» THE DATA:

<<<<

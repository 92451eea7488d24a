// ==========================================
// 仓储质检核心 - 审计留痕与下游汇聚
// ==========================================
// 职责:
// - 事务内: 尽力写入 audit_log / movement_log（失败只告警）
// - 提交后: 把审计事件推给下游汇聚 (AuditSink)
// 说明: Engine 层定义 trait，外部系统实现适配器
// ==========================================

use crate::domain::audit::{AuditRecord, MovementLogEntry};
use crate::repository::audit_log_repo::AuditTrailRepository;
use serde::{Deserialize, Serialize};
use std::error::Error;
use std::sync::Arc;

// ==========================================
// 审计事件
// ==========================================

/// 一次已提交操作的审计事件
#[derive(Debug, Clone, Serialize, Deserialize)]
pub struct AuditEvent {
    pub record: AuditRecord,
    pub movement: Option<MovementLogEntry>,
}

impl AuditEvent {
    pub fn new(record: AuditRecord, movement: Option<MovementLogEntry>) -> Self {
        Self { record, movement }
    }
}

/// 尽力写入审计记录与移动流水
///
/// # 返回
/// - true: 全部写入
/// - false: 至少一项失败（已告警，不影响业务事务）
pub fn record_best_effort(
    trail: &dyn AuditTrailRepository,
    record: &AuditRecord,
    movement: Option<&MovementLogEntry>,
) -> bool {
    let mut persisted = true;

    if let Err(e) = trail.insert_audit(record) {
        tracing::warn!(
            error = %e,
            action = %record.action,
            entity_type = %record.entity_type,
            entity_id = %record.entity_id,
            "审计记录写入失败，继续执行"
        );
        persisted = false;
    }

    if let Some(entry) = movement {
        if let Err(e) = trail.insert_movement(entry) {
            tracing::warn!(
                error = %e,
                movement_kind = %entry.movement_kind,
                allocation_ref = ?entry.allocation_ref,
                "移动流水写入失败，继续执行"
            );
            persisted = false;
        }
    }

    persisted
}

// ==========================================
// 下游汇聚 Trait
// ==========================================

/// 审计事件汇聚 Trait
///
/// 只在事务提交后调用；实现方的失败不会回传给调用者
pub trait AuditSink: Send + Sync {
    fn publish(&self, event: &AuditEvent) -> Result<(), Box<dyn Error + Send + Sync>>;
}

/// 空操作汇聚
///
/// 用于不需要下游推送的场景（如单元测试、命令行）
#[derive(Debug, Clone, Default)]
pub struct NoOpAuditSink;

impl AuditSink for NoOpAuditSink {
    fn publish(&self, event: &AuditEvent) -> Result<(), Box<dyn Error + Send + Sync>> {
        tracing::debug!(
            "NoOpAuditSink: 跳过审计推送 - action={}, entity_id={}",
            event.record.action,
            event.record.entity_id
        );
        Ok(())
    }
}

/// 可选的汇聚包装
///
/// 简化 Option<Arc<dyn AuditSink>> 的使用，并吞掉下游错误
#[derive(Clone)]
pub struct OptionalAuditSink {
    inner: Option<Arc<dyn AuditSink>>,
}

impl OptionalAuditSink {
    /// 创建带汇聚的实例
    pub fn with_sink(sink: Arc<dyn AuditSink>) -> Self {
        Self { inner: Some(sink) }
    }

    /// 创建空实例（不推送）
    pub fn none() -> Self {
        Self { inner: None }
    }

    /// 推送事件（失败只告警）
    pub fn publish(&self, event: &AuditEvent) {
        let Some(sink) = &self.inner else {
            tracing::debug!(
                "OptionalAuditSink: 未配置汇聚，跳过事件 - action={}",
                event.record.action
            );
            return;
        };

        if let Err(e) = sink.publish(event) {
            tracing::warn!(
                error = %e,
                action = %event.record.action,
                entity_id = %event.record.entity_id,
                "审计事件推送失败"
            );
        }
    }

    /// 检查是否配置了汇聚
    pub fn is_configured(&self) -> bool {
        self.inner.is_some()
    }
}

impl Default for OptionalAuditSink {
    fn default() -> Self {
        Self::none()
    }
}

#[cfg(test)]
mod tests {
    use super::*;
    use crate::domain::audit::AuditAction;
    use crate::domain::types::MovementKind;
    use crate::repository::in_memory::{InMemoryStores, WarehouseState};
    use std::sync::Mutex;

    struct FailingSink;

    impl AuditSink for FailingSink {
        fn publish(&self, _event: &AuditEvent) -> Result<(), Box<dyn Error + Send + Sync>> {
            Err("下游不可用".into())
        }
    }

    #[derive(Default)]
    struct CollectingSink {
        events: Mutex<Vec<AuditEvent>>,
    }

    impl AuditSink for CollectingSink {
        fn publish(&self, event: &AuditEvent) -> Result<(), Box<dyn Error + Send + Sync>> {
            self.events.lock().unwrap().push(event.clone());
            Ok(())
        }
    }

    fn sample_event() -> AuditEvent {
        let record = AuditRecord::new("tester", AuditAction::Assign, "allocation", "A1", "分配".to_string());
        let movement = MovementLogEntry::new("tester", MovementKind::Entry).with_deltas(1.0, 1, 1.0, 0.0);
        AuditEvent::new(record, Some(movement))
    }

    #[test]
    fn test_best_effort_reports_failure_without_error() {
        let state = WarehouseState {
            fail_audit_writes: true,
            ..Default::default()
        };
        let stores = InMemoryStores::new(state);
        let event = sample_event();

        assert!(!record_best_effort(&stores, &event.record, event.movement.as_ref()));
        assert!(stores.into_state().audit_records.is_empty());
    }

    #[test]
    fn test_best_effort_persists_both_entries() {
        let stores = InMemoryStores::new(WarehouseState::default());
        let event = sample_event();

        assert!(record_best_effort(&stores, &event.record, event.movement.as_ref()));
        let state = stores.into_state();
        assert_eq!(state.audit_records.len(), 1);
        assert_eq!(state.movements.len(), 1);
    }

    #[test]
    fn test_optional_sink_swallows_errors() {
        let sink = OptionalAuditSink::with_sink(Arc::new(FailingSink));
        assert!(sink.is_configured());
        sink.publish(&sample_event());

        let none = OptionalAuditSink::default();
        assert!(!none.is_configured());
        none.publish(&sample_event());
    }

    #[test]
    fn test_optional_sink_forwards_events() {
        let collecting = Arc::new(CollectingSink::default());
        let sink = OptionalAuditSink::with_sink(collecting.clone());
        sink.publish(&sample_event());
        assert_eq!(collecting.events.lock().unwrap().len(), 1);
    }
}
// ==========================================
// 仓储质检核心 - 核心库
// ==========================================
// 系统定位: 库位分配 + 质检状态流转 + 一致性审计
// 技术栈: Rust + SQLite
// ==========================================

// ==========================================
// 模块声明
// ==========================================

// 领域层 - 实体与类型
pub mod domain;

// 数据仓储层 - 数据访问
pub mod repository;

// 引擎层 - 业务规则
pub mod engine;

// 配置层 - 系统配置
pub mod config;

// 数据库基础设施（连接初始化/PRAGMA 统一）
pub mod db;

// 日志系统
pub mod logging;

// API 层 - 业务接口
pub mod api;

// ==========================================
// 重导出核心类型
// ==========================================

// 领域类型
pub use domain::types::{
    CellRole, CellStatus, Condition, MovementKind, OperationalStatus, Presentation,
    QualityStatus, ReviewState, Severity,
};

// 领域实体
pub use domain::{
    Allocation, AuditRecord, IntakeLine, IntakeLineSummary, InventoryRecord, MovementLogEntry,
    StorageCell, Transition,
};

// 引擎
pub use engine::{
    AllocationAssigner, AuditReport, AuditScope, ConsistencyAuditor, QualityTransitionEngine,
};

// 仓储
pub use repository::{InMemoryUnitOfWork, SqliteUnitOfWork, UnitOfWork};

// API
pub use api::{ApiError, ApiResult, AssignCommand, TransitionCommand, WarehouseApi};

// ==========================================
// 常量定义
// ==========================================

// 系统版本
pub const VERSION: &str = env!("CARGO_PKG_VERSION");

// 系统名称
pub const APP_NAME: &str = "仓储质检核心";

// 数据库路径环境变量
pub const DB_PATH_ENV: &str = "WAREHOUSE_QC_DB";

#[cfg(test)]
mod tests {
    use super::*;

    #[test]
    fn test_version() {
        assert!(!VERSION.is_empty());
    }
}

>>>>

» REQUIRED WORK:
Within the listing above, copy each line that has the string "Mutex".

» TASK RESPONSE:
    use std::sync::Mutex;
        events: Mutex<Vec<AuditEvent>>,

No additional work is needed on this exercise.